Hip-hop has been part of Jackson native and rapper Jerrell Jones' culture since he was born. Jones, known to fans as Jrell Rainman, began listening to the genre when rappers such as Nas and Shades of Gray were at the peak of their popularity in the '90s. He also became infatuated with words.
"Words can be powerful—how (they) can hurt, how (they) can heal," Jones says.
Jones' music is often centered on real-life topics. He says that many contemporary artists fall short of the honesty that he heard from his favorite rappers when he was younger.
"A lot that's going on the industry right now, I feel that it lacks that," he says. "I want to bring back (that) sound to the music industry." One way Jones is doing that is to highlight people's ordinary, day-to-day struggles.

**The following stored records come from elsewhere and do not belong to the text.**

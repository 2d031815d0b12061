//! Mesh collaborator interface and a concrete indexed triangle mesh.
//!
//! The smoothing filters never depend on a particular mesh representation.
//! They consume the [`SurfaceMesh`] trait, which exposes exactly what the
//! filters read (positions, faces, adjacency, per-face normals and areas,
//! enclosed volume) and the single write they perform (replacing the vertex
//! positions once smoothing has finished).
//!
//! [`TriMesh`] is the reference implementation: a validated face-vertex list.
//!
//! ```
//! use fairing::mesh::{SurfaceMesh, TriMesh};
//! use nalgebra::Point3;
//!
//! let vertices = vec![
//!     Point3::new(0.0, 0.0, 0.0),
//!     Point3::new(1.0, 0.0, 0.0),
//!     Point3::new(0.5, 1.0, 0.0),
//! ];
//! let mesh = TriMesh::new(vertices, vec![[0, 1, 2]]).unwrap();
//!
//! assert_eq!(mesh.vertex_neighbors()[0], vec![1, 2]);
//! assert!((mesh.face_areas()[0] - 0.5).abs() < 1e-12);
//! ```

pub mod primitives;
mod trimesh;

use nalgebra::{Point3, Vector3};

use crate::algo::normals;
use crate::algo::volume;
use crate::error::Result;

pub use trimesh::TriMesh;

/// The read/write contract the smoothing filters rely on.
///
/// Only [`vertices`](SurfaceMesh::vertices), [`faces`](SurfaceMesh::faces) and
/// [`set_vertices`](SurfaceMesh::set_vertices) are required. The derived
/// quantities have default implementations computed from the current
/// positions; implementors that cache them must return values that are valid
/// for the positions currently stored.
pub trait SurfaceMesh {
    /// Vertex positions, indexed `0..N`.
    fn vertices(&self) -> &[Point3<f64>];

    /// Triangle faces as vertex index triples.
    fn faces(&self) -> &[[usize; 3]];

    /// Replace every vertex position.
    ///
    /// The new buffer must have the same length as the current one; vertex
    /// order is preserved by every filter.
    fn set_vertices(&mut self, vertices: Vec<Point3<f64>>) -> Result<()>;

    /// Sorted, de-duplicated edge neighbors of every vertex.
    fn vertex_neighbors(&self) -> Vec<Vec<usize>> {
        edge_neighbors(self.vertices().len(), self.faces())
    }

    /// Unit normal of every face (zero for zero-area faces).
    fn face_normals(&self) -> Vec<Vector3<f64>> {
        normals::face_normals(self.vertices(), self.faces())
    }

    /// Area of every face.
    fn face_areas(&self) -> Vec<f64> {
        normals::face_areas(self.vertices(), self.faces())
    }

    /// Signed volume enclosed by the surface.
    fn volume(&self) -> f64 {
        volume::enclosed_volume(self.vertices(), self.faces())
    }
}

/// Build per-vertex neighbor lists from triangle edges.
///
/// Each list is sorted ascending and contains no duplicates. Vertices that no
/// face references get an empty list.
pub fn edge_neighbors(num_vertices: usize, faces: &[[usize; 3]]) -> Vec<Vec<usize>> {
    let mut neighbors: Vec<Vec<usize>> = vec![Vec::new(); num_vertices];

    for face in faces {
        for k in 0..3 {
            let a = face[k];
            let b = face[(k + 1) % 3];
            neighbors[a].push(b);
            neighbors[b].push(a);
        }
    }

    for list in &mut neighbors {
        list.sort_unstable();
        list.dedup();
    }

    neighbors
}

"If you're working a 9-to-5 (job), trying to make ends meet, and you feel like nobody has your back, I want to be that inspirator in your ear that (says), 'Keep moving; stay strong. God's got you. Everything is a passover.' If you're taking that test, and you're only a couple of points away, and you failed ... and now you want to just give up ... I want to just be that inspirator, that motivator to keep you going," he says.
Jones, 27, has received a number of accolades and recognitions, including a nomination for New York music production company Forbes Music Inc.'s 2014 Artist of the Year. His single, "Dope Status," which features Florida rapper Papa Duck, reached No. 1 on the IBFU Radio Live-XM independent hip-hop station chart in January 2014. Jones released his debut single, "Never Forget," under music-industry promotion company, Inner-G Promotions, which he owns with Brandon Hardwell and Eddie Pugh IV, a former senior vice president of black music at Columbia Records.
But Jones doesn't intend to be a one-trick pony. He is studying public relations at Holmes Community College and plans to transfer to Jackson State University when he completes his studies at the community college. He wants to earn a bachelor's degree in public relations.
"It adds to my resume, and it also aligns with the career path and choice that I plan on pursuing, which is my music," he says. "Also, it teaches me to market myself correctly and to market others correctly."
His education also helps his work with his clothing company, Grind Heavy Academy. Jones, Hardwell and Pugh launched the brand in August 2014. The line includes T-shirts, backpacks, and snapback and fitted hats with the Grind Heavy logo. Right now, the clothing is only available for direct purchase, but Jones, Hardwell and Pugh are in the process of finding local vendors to sell their products.
"It means, 'Without faith or work ethic, your works are dead,'" Jones says of the clothing line's name.